Credit: Graham Pilsworth

The future of our city is at risk. Back in 2006, city council adopted the regional plan, a blueprint for how the city is supposed to develop over the next 25 years. It’s not a bad document, which is to say it set out reasonable—albeit not great—targets for less suburban sprawl, for densification of the peninsula and central Dartmouth and for improving mass transit, among other generally positive ideals around parks and open space and so forth.

The regional plan is, in bureaucratic lingo, a “living document,” which means that every five years we’re all supposed to get a sense of how things are going, discuss what’s gone well and what’s not working out and generally figure out how we can tweak the document to make things go better into the future. The five-year reviews are heavy on process—with lots of public engagement and several government committees batting it around for a while, before it gets kicked up to city council, which will adopt a final updated plan.

Council adopted a plan for how to proceed with the review back in September of 2011, and set a goal of finishing by September of 2012. Problem is, here we are three months in, and just about nothing has been done. “We are already a quarter of the way into a review,” says the Ecology Action Centre’s Jen Powley, “and the who, what, when and where of the consultations are still not known. That’s not just worrisome—it’s startling.”

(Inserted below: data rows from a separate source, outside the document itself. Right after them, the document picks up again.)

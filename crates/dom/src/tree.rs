use std::fmt::Debug;
use std::hash::Hash;

use crate::error::{DomError, DomResult};
use crate::range::SelectionRange;

pub trait DomTree {
    type Node: Copy + Eq + Hash + Debug;

    fn parent(&self, node: Self::Node) -> Option<Self::Node>;
    fn first_child(&self, node: Self::Node) -> Option<Self::Node>;
    fn last_child(&self, node: Self::Node) -> Option<Self::Node>;
    fn next_sibling(&self, node: Self::Node) -> Option<Self::Node>;
    fn previous_sibling(&self, node: Self::Node) -> Option<Self::Node>;

    fn is_element(&self, node: Self::Node) -> bool;
    fn is_text(&self, node: Self::Node) -> bool;
    fn tag_name(&self, node: Self::Node) -> Option<&str>;
    fn text(&self, node: Self::Node) -> Option<&str>;
    fn is_removed(&self, node: Self::Node) -> bool;

    fn clone_shallow(&mut self, node: Self::Node) -> DomResult<Self::Node>;

    fn insert_before(
        &mut self,
        parent: Self::Node,
        child: Self::Node,
        reference: Option<Self::Node>,
    ) -> DomResult<()>;

    fn remove_child(&mut self, parent: Self::Node, child: Self::Node) -> DomResult<()>;

    fn append_child(&mut self, parent: Self::Node, child: Self::Node) -> DomResult<()> {
        self.insert_before(parent, child, None)
    }

    fn insert_after(&mut self, node: Self::Node, target: Self::Node) -> DomResult<()> {
        let parent = self.parent(target).ok_or(DomError::Detached)?;
        let next = self.next_sibling(target);
        self.insert_before(parent, node, next)
    }

    fn children(&self, node: Self::Node) -> Children<'_, Self> {
        Children {
            tree: self,
            next: self.first_child(node),
        }
    }

    fn child_count(&self, node: Self::Node) -> usize {
        self.children(node).count()
    }

    fn child_at(&self, node: Self::Node, index: usize) -> Option<Self::Node> {
        self.children(node).nth(index)
    }

    fn index_of(&self, node: Self::Node) -> usize {
        let mut index = 0;
        let mut current = self.previous_sibling(node);
        while let Some(prev) = current {
            index += 1;
            current = self.previous_sibling(prev);
        }
        index
    }

    fn node_length(&self, node: Self::Node) -> usize {
        match self.text(node) {
            Some(text) => text.len(),
            None => self.child_count(node),
        }
    }

    fn ancestors(&self, node: Self::Node) -> Ancestors<'_, Self> {
        Ancestors {
            tree: self,
            next: Some(node),
        }
    }

    fn contains(&self, ancestor: Self::Node, node: Self::Node) -> bool {
        self.ancestors(node).any(|n| n == ancestor)
    }

    fn closest<F>(&self, node: Self::Node, mut predicate: F, include_self: bool) -> Option<Self::Node>
    where
        F: FnMut(&Self, Self::Node) -> bool,
    {
        let mut ancestors = self.ancestors(node);
        if !include_self {
            ancestors.next();
        }
        ancestors.find(|&n| predicate(self, n))
    }

    fn root_of(&self, node: Self::Node) -> Self::Node {
        self.ancestors(node).last().unwrap_or(node)
    }

    fn has_tag(&self, node: Self::Node, tag: &str) -> bool {
        self.tag_name(node)
            .is_some_and(|name| name.eq_ignore_ascii_case(tag))
    }
}

pub trait SelectionHost: DomTree {
    fn selection(&self) -> Option<SelectionRange<Self::Node>>;
    fn set_selection(&mut self, range: Option<SelectionRange<Self::Node>>);
}

pub struct Children<'a, T: DomTree + ?Sized> {
    tree: &'a T,
    next: Option<T::Node>,
}

impl<T: DomTree + ?Sized> Iterator for Children<'_, T> {
    type Item = T::Node;

    fn next(&mut self) -> Option<Self::Item> {
        let current = self.next?;
        self.next = self.tree.next_sibling(current);
        Some(current)
    }
}

pub struct Ancestors<'a, T: DomTree + ?Sized> {
    tree: &'a T,
    next: Option<T::Node>,
}

impl<T: DomTree + ?Sized> Iterator for Ancestors<'_, T> {
    type Item = T::Node;

    fn next(&mut self) -> Option<Self::Item> {
        let current = self.next?;
        self.next = self.tree.parent(current);
        Some(current)
    }
}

My sources in city hall lay blame for the delay directly at the feet of the city’s new chief administrator, Richard Butts, and wonder aloud if there is political interference. “A couple of items that could come out of the review could be political hot potatoes,” says one city staffer, citing the potential for increased charges to developers to pay for the roads, water mains, sewers and buses that new subdivisions will need.

Delaying the review until after the October election might put some politicians dependent on developer campaign contributions in a more tenable electoral position, but delay will only make the regional plan’s failures grow worse.

For example, Powley points at the 2006 targets for new development: 25 percent of new housing would be built in the urban centres of the peninsula or central Dartmouth, 25 percent would be built in rural areas and 50 percent would be built in suburban areas. Like I said, those targets aren’t great, but they’re a vast improvement over what’s happened in recent decades. They’re also better than what’s actually happened: since 2006, only 16 percent of new housing was built in the urban areas, while 28 percent was built in rural areas and 56 percent in the suburbs.

Credit: Graham Pilsworth

Concerned that the five-year review will falter or not be taken seriously, 33 groups from urban, suburban and rural HRM, representing environmentalists, health professionals, business associations and others, have come together to form Our HRM Alliance, to directly advocate for a better revision of the plan.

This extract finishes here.